EXERCISE DIRECTIONS: Up to and including the line with "compact mode filtering).", output the records exactly as they appear.

Saved entries:
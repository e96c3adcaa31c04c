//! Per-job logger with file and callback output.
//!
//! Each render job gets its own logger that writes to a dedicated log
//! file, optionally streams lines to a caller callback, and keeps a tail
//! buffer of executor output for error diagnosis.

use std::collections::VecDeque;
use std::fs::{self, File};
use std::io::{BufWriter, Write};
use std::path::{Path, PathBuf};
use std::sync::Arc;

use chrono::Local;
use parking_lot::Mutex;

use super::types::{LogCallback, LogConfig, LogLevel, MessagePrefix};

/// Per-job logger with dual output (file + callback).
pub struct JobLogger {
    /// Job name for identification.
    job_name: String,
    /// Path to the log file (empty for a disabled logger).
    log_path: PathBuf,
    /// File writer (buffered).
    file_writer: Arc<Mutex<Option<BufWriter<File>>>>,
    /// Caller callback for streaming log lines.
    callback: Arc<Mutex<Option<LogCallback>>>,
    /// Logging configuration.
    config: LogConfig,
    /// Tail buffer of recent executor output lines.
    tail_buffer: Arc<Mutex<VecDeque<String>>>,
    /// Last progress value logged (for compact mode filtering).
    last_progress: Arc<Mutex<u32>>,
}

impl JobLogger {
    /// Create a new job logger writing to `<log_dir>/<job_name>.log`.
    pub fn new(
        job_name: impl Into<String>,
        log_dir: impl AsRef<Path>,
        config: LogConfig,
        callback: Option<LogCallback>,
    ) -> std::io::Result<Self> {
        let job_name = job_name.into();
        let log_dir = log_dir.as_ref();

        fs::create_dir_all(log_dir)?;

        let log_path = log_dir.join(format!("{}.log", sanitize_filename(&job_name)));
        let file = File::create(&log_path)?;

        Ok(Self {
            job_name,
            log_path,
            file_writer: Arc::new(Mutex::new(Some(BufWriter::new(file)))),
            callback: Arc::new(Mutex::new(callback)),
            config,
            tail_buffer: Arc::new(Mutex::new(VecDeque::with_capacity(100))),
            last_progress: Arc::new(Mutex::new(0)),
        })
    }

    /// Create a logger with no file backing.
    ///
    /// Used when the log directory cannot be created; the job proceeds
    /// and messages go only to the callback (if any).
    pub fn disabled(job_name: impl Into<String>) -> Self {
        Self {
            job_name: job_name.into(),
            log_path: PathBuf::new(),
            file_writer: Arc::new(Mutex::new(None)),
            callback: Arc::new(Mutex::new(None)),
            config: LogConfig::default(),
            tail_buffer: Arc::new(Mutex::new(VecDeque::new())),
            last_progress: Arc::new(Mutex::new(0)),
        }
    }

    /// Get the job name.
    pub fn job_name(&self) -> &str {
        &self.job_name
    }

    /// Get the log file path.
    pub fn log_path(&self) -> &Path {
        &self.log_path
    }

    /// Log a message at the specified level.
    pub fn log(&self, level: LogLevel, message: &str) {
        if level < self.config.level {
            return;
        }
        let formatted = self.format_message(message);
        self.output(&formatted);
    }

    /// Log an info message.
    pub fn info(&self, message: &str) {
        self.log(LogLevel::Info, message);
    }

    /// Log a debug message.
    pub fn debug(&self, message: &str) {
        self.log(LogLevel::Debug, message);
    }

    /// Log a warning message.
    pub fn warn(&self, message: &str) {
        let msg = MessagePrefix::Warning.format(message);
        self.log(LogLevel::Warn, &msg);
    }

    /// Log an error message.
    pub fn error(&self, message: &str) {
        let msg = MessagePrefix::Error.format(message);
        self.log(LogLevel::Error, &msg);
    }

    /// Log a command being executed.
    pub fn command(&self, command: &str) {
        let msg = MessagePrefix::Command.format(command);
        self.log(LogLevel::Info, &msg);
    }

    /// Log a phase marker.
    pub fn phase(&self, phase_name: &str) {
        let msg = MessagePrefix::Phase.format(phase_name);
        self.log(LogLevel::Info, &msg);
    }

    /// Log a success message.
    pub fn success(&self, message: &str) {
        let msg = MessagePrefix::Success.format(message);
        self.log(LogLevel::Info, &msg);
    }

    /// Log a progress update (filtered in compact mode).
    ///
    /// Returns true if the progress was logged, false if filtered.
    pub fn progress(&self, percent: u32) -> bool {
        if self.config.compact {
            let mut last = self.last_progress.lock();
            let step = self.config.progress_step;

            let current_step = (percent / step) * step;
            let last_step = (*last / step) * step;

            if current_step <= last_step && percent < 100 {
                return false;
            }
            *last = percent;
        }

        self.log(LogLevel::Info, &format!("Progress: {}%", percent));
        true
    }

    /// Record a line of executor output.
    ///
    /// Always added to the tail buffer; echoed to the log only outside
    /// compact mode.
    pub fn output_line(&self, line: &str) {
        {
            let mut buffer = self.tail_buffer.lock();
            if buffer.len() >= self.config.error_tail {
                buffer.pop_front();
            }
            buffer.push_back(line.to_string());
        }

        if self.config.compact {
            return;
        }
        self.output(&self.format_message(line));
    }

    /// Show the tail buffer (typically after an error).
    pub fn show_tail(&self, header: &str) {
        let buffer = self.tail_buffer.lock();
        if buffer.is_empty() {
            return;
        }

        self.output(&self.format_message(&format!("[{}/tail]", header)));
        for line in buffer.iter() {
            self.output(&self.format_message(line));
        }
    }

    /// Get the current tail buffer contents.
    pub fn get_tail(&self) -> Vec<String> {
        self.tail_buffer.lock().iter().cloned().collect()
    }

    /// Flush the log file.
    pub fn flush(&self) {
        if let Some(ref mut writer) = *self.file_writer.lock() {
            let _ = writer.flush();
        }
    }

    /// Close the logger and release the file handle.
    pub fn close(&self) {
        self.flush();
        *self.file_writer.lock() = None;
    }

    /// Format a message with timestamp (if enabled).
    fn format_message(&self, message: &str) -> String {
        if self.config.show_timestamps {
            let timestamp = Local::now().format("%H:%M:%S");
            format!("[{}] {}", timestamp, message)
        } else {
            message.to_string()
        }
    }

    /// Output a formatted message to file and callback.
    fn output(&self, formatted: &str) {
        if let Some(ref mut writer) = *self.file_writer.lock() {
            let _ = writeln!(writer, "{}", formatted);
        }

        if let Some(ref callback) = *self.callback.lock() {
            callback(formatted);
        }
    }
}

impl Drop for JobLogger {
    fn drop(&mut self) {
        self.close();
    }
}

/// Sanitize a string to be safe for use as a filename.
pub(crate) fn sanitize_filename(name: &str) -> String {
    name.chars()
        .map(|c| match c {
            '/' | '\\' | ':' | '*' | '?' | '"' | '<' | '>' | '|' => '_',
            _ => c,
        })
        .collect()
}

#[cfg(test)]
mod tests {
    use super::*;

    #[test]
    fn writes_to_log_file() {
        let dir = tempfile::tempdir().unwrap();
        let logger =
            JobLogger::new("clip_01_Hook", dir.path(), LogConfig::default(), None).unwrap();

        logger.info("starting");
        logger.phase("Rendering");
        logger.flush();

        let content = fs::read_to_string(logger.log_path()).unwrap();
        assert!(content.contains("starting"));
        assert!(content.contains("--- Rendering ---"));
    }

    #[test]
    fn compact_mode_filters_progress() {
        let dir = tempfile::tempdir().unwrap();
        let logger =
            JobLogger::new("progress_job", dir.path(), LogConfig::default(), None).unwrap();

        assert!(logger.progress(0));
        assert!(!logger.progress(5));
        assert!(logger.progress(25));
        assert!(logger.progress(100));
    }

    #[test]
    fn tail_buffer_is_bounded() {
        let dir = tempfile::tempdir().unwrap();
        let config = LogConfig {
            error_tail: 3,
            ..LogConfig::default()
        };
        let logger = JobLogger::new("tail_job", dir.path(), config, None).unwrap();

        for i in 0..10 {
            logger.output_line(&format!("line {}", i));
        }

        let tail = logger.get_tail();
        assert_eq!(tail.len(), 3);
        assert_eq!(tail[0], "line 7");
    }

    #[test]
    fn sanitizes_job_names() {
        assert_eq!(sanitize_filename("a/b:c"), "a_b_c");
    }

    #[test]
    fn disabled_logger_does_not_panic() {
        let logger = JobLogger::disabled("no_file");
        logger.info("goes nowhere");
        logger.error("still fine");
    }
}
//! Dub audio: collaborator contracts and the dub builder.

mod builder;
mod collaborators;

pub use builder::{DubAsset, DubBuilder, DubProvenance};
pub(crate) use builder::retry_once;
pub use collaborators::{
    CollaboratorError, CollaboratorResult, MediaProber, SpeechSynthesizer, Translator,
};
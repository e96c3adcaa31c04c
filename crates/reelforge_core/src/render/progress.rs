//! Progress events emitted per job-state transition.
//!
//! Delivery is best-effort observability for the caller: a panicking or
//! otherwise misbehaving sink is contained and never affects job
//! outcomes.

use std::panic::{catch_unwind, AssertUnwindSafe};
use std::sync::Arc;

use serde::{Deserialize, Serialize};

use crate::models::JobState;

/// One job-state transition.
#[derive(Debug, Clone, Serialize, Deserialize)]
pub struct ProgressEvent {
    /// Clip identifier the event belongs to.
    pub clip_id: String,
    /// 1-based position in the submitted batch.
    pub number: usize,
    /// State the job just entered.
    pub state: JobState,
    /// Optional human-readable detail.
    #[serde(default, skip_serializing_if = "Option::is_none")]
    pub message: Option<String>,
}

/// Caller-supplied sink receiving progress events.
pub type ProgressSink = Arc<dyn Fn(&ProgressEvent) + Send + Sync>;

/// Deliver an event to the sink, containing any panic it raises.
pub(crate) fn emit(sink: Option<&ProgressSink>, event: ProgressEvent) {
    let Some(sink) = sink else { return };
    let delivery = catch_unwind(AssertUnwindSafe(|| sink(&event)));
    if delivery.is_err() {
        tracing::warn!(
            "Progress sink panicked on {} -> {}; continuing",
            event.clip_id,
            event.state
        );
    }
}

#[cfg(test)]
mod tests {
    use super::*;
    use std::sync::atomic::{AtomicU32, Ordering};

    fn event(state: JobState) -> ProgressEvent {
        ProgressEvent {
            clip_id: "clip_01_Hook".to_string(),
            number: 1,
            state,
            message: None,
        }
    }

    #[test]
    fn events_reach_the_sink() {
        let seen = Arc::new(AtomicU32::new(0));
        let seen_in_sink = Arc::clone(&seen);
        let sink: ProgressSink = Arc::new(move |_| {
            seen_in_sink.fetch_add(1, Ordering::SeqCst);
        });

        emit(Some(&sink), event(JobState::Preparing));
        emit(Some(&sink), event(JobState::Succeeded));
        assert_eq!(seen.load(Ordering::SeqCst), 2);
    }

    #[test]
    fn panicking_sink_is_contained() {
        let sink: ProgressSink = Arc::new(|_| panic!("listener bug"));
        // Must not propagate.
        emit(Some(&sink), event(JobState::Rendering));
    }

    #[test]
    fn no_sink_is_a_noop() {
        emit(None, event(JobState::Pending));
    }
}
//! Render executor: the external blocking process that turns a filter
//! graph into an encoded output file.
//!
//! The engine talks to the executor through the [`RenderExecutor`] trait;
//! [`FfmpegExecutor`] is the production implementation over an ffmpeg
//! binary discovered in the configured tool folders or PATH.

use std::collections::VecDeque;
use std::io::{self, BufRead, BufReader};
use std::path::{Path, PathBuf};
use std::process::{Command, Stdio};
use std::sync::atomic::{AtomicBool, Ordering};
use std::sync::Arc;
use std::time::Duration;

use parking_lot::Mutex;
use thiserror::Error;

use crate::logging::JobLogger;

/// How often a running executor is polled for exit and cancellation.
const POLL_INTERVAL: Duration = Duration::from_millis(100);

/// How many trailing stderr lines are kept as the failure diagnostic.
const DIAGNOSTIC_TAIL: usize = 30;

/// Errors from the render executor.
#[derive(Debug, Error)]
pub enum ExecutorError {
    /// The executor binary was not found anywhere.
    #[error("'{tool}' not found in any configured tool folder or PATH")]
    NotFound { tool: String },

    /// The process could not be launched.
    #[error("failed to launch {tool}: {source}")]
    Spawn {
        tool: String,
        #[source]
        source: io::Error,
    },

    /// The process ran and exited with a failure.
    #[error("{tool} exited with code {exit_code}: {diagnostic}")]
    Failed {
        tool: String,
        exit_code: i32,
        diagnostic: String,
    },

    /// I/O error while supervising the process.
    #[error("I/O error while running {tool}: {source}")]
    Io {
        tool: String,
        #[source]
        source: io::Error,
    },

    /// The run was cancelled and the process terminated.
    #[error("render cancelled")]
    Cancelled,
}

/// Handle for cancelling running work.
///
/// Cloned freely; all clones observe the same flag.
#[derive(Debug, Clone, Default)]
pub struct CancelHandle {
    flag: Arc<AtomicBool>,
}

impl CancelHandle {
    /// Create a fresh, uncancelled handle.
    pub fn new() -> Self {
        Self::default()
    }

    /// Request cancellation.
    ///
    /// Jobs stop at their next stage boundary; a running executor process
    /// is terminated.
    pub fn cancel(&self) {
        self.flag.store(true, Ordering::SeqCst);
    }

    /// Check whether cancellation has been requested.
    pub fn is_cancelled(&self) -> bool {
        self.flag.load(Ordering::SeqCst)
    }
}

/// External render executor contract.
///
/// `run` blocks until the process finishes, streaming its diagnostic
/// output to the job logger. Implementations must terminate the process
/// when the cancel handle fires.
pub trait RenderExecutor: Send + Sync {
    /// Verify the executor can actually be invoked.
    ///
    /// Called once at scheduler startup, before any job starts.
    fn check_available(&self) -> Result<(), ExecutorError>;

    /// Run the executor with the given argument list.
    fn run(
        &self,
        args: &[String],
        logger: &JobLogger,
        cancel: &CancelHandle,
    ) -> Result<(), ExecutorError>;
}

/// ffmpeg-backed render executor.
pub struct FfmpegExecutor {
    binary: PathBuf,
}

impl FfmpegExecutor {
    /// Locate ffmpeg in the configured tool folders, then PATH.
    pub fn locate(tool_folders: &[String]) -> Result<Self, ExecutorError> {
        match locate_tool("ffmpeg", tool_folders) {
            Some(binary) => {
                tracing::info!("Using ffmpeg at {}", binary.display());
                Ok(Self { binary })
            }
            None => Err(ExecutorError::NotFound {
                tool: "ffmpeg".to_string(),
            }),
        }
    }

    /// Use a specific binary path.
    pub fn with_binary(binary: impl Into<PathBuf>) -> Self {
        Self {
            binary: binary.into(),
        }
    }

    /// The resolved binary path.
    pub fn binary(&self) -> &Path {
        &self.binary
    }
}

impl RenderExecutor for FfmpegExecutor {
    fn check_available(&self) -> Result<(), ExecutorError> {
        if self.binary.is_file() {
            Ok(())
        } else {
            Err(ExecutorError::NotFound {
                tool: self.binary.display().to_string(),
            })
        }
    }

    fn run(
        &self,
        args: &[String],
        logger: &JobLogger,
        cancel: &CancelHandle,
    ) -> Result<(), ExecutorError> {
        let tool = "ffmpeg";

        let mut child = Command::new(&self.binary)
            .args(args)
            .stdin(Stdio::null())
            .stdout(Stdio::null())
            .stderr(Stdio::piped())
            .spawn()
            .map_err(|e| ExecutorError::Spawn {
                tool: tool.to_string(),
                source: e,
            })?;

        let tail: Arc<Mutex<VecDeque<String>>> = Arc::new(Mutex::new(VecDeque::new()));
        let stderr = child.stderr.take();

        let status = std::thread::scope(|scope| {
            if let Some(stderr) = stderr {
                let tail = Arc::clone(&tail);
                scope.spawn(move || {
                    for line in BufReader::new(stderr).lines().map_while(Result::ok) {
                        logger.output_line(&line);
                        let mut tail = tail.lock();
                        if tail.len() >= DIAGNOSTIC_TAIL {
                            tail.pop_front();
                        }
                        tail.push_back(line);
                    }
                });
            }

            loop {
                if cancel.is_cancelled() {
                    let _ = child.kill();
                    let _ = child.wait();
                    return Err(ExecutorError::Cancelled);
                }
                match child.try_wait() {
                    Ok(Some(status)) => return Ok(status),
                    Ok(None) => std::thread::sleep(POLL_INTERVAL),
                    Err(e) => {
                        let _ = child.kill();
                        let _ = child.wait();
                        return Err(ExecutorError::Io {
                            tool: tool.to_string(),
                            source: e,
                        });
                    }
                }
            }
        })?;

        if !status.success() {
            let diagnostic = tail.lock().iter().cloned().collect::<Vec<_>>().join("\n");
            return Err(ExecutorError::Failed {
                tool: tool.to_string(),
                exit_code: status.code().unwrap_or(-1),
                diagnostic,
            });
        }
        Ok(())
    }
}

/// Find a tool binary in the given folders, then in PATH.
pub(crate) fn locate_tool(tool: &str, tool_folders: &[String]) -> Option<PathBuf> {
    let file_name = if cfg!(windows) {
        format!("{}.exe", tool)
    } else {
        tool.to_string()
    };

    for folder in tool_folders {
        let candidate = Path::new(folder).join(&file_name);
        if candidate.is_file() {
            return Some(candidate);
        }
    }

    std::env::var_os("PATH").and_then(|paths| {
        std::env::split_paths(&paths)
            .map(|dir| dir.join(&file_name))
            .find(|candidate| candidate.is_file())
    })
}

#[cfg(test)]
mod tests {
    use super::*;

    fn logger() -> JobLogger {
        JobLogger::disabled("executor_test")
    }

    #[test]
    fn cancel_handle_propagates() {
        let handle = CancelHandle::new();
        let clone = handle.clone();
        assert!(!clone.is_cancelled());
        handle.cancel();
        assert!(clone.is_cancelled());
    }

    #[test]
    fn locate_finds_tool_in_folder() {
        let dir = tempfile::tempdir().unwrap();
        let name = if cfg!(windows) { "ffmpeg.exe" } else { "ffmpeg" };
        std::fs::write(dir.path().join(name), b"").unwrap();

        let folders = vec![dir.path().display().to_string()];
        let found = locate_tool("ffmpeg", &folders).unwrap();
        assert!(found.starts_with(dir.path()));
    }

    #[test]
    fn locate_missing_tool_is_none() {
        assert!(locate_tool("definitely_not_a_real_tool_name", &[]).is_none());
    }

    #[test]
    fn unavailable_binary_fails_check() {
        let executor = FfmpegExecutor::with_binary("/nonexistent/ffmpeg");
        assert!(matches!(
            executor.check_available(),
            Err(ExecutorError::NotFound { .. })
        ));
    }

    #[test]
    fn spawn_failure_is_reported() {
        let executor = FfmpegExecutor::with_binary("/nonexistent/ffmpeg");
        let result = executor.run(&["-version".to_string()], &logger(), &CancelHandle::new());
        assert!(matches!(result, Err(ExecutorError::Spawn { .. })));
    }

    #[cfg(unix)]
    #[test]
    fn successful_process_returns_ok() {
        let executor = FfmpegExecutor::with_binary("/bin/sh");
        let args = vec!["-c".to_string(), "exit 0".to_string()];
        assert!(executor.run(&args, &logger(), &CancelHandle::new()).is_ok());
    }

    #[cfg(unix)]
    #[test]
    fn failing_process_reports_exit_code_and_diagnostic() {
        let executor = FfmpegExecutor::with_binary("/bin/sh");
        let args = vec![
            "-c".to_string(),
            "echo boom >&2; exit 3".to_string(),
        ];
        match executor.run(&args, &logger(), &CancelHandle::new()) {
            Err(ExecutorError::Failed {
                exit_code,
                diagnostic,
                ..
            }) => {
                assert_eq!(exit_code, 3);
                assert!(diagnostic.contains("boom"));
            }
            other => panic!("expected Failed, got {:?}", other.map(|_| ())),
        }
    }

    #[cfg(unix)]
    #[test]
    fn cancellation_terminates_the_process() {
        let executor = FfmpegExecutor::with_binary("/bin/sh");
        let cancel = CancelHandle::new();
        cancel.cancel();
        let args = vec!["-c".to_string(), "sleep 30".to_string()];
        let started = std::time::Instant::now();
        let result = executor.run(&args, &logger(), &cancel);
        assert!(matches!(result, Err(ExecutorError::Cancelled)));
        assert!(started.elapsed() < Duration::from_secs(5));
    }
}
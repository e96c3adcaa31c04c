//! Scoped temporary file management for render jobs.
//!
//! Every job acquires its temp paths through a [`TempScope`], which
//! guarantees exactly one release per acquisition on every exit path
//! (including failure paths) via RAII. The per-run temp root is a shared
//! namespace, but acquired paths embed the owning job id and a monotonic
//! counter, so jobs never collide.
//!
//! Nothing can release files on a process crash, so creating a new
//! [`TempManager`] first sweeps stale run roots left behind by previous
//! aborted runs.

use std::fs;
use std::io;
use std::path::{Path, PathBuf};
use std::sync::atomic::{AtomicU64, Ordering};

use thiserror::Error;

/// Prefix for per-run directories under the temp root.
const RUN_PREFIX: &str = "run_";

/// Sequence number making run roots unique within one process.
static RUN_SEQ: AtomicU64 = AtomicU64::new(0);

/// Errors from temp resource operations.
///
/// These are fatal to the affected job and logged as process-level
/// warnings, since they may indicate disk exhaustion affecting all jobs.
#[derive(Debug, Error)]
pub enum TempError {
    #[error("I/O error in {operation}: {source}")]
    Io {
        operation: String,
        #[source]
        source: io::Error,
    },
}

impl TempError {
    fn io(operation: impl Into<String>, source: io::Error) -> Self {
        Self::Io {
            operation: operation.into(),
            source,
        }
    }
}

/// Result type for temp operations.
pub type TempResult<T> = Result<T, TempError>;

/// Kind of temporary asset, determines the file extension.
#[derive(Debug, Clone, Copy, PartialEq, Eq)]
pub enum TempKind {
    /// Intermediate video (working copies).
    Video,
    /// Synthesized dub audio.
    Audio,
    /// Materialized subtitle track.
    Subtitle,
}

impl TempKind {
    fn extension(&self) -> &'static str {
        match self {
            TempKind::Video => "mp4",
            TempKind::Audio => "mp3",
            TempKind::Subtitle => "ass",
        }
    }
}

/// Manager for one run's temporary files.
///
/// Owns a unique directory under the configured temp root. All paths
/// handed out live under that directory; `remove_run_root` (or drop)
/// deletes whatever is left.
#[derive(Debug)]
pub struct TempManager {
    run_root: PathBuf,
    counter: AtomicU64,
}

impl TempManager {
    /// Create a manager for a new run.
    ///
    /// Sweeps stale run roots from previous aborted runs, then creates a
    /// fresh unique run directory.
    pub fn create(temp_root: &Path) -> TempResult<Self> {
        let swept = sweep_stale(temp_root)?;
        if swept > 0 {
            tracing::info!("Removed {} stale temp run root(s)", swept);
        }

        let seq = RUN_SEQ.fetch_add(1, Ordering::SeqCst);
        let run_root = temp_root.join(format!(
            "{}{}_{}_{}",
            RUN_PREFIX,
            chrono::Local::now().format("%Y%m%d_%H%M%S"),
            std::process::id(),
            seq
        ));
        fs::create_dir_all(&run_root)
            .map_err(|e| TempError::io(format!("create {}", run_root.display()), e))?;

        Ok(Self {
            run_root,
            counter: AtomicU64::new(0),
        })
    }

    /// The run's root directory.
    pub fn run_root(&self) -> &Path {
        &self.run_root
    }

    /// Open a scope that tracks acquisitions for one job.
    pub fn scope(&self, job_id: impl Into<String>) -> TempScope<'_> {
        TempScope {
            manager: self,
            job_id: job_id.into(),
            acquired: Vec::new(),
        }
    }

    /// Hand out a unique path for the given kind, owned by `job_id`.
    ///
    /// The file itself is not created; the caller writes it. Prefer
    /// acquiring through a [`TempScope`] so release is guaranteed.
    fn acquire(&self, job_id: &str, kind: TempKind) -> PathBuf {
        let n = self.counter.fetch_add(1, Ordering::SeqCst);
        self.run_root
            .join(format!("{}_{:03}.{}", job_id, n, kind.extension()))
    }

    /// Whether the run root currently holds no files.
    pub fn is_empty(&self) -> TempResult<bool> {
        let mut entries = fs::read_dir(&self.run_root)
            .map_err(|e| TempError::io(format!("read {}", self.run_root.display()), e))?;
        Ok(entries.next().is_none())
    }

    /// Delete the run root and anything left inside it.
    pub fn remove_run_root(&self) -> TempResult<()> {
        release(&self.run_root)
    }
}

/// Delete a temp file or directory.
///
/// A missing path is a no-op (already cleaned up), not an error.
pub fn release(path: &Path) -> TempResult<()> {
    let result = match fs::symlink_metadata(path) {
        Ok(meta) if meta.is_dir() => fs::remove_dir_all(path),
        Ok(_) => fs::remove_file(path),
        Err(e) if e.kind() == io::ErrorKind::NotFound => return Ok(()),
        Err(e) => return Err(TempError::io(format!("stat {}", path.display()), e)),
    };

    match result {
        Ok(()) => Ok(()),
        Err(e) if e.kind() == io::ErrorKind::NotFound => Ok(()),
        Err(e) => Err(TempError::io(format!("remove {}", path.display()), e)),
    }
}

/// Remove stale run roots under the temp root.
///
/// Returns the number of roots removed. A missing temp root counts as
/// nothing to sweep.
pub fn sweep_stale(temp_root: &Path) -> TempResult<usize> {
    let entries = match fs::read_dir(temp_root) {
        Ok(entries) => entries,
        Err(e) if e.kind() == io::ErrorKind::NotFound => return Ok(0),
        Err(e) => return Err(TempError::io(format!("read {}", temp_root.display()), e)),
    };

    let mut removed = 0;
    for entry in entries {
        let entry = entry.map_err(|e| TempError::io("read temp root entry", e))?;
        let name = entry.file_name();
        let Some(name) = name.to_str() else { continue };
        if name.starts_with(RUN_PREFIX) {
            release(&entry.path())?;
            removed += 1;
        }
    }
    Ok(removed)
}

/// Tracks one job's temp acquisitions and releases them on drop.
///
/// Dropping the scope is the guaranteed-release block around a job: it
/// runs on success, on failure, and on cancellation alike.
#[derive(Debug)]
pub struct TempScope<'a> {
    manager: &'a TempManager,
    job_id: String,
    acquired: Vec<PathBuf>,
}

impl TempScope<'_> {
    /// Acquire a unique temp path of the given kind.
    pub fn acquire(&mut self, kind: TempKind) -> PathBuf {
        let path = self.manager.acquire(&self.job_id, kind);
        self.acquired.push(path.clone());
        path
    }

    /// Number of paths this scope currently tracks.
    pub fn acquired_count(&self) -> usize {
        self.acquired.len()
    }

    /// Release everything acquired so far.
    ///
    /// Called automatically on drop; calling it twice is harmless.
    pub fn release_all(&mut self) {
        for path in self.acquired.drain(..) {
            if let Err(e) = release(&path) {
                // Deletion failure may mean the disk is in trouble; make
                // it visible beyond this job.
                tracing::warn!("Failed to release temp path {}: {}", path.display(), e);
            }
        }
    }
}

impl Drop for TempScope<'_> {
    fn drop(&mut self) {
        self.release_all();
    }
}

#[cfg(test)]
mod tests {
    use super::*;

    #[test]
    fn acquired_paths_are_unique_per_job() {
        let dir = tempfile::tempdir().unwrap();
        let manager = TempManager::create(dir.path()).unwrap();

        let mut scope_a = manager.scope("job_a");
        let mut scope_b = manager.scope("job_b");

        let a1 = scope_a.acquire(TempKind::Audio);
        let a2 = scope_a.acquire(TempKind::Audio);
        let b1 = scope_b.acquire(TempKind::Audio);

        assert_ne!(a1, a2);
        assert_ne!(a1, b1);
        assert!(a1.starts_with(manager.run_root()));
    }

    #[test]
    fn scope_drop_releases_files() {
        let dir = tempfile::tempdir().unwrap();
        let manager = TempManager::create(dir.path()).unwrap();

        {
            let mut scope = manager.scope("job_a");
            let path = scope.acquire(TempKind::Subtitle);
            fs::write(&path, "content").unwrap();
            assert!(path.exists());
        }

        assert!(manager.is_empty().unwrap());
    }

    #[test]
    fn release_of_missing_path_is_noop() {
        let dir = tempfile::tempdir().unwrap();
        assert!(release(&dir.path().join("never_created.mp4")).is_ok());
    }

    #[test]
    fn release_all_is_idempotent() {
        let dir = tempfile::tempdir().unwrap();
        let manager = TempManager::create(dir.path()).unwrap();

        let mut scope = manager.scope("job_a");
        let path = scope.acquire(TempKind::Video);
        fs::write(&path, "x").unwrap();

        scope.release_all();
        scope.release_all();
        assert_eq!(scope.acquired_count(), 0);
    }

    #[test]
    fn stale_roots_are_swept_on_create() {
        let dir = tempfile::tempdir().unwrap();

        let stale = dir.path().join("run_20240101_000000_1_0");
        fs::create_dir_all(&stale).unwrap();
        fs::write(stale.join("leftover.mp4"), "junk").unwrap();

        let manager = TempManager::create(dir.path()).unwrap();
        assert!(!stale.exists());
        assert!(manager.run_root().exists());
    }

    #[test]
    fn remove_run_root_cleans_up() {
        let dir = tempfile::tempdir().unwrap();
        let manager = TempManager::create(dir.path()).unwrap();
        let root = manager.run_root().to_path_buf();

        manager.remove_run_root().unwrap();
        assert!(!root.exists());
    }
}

EXERCISE RESULT:
repository e96c3adcaa31c04c
//! Per-job logger with file and callback output.
//!
//! Each render job gets its own logger that writes to a dedicated log
//! file, optionally streams lines to a caller callback, and keeps a tail
//! buffer of executor output for error diagnosis.

use std::collections::VecDeque;
use std::fs::{self, File};
use std::io::{BufWriter, Write};
use std::path::{Path, PathBuf};
use std::sync::Arc;

use chrono::Local;
use parking_lot::Mutex;

use super::types::{LogCallback, LogConfig, LogLevel, MessagePrefix};

/// Per-job logger with dual output (file + callback).
pub struct JobLogger {
    /// Job name for identification.
    job_name: String,
    /// Path to the log file (empty for a disabled logger).
    log_path: PathBuf,
    /// File writer (buffered).
    file_writer: Arc<Mutex<Option<BufWriter<File>>>>,
    /// Caller callback for streaming log lines.
    callback: Arc<Mutex<Option<LogCallback>>>,
    /// Logging configuration.
    config: LogConfig,
    /// Tail buffer of recent executor output lines.
    tail_buffer: Arc<Mutex<VecDeque<String>>>,
    /// Last progress value logged (for compact mode filtering).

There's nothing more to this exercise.